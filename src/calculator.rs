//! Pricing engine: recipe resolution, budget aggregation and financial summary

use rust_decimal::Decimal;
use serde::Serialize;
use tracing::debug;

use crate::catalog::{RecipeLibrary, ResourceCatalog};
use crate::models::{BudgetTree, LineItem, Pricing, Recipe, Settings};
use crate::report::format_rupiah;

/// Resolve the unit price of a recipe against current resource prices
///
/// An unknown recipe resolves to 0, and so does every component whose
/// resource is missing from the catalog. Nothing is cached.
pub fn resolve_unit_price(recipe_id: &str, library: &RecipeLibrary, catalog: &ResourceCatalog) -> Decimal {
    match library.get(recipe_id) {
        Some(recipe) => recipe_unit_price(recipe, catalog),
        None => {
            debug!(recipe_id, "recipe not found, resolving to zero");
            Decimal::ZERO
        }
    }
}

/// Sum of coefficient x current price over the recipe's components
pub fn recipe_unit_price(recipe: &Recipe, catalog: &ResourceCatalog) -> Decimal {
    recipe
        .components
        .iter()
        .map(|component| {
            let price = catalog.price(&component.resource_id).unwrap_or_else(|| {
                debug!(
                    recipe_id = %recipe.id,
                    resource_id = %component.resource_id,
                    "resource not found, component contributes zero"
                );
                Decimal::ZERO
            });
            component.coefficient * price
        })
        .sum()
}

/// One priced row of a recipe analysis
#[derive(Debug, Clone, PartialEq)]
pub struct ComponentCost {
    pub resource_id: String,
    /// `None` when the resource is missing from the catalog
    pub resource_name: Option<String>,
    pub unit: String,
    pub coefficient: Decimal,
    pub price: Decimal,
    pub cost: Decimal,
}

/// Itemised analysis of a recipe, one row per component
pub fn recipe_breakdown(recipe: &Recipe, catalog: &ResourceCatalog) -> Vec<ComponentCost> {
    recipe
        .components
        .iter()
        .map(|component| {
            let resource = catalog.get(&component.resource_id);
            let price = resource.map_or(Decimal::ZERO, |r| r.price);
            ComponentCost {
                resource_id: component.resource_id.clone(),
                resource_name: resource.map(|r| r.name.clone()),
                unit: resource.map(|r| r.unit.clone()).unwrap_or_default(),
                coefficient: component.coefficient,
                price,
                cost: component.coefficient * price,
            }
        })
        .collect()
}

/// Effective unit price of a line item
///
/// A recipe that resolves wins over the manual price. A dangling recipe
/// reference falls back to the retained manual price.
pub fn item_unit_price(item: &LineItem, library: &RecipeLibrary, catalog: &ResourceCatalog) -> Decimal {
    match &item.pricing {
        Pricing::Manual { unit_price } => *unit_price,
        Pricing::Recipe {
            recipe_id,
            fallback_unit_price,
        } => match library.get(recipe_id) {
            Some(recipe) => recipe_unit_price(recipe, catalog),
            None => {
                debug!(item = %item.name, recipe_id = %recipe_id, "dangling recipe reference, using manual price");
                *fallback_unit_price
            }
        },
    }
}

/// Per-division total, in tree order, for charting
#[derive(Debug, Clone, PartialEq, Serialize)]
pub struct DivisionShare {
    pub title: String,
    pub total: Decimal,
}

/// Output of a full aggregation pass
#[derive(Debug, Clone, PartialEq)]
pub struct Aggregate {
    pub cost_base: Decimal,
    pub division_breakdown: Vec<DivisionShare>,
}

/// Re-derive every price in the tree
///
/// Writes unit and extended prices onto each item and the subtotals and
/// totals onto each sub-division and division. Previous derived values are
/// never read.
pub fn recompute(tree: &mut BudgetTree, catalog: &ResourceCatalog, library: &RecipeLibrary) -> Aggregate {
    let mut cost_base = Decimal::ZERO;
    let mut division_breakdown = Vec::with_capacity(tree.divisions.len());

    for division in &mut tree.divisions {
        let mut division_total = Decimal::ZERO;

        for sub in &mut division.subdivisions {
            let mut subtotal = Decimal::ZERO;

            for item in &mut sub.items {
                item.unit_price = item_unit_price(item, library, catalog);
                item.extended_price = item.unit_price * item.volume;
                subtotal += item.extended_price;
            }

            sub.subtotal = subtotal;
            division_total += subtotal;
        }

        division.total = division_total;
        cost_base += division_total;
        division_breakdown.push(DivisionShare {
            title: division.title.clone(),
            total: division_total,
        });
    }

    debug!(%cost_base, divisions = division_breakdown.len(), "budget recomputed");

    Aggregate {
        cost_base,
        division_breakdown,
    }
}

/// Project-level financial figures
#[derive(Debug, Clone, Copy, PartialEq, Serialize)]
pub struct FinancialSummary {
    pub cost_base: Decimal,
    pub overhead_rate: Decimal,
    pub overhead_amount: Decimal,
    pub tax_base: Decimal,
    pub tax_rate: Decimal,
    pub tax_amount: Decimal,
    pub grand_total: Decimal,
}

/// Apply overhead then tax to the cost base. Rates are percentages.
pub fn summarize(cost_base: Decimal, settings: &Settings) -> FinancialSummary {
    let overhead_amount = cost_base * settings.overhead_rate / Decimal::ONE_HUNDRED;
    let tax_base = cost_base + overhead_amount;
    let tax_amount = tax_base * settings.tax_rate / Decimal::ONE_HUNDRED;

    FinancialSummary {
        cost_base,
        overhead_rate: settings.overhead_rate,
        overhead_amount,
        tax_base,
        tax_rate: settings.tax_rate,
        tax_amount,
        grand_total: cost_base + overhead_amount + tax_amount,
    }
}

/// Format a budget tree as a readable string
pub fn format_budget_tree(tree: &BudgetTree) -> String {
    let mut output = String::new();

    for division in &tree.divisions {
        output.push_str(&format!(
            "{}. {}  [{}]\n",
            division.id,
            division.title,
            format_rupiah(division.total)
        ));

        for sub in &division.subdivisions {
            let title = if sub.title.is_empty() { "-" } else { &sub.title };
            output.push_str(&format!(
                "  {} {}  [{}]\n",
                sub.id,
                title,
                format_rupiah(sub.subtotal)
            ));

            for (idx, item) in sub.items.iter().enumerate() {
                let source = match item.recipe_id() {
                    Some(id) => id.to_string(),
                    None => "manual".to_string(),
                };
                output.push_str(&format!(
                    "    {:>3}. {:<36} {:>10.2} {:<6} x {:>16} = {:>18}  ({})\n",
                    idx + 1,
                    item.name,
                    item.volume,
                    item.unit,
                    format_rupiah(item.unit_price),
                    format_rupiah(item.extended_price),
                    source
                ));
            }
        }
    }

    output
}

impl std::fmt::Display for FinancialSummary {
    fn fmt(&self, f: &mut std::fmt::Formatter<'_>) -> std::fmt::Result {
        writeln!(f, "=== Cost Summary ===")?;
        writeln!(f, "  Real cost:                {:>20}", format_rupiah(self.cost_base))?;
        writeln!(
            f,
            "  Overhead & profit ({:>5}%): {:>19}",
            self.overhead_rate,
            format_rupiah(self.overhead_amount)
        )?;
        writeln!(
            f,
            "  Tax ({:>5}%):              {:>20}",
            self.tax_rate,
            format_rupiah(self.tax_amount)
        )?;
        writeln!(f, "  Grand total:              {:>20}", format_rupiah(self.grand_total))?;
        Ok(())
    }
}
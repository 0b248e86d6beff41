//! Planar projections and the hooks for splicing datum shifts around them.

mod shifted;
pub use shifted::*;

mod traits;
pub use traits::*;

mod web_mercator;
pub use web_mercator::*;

-*-

→ WHAT YOU ARE ASKED TO DO
In the data above, start at the line that has "the subtotals and", stop after the line that has "for item in", and print every line in between exactly as it stands.

→ WRITTEN SOLUTION
/// Writes unit and extended prices onto each item and the subtotals and
/// totals onto each sub-division and division. Previous derived values are
/// never read.
pub fn recompute(tree: &mut BudgetTree, catalog: &ResourceCatalog, library: &RecipeLibrary) -> Aggregate {
    let mut cost_base = Decimal::ZERO;
    let mut division_breakdown = Vec::with_capacity(tree.divisions.len());

    for division in &mut tree.divisions {
        let mut division_total = Decimal::ZERO;

        for sub in &mut division.subdivisions {
            let mut subtotal = Decimal::ZERO;

            for item in &mut sub.items {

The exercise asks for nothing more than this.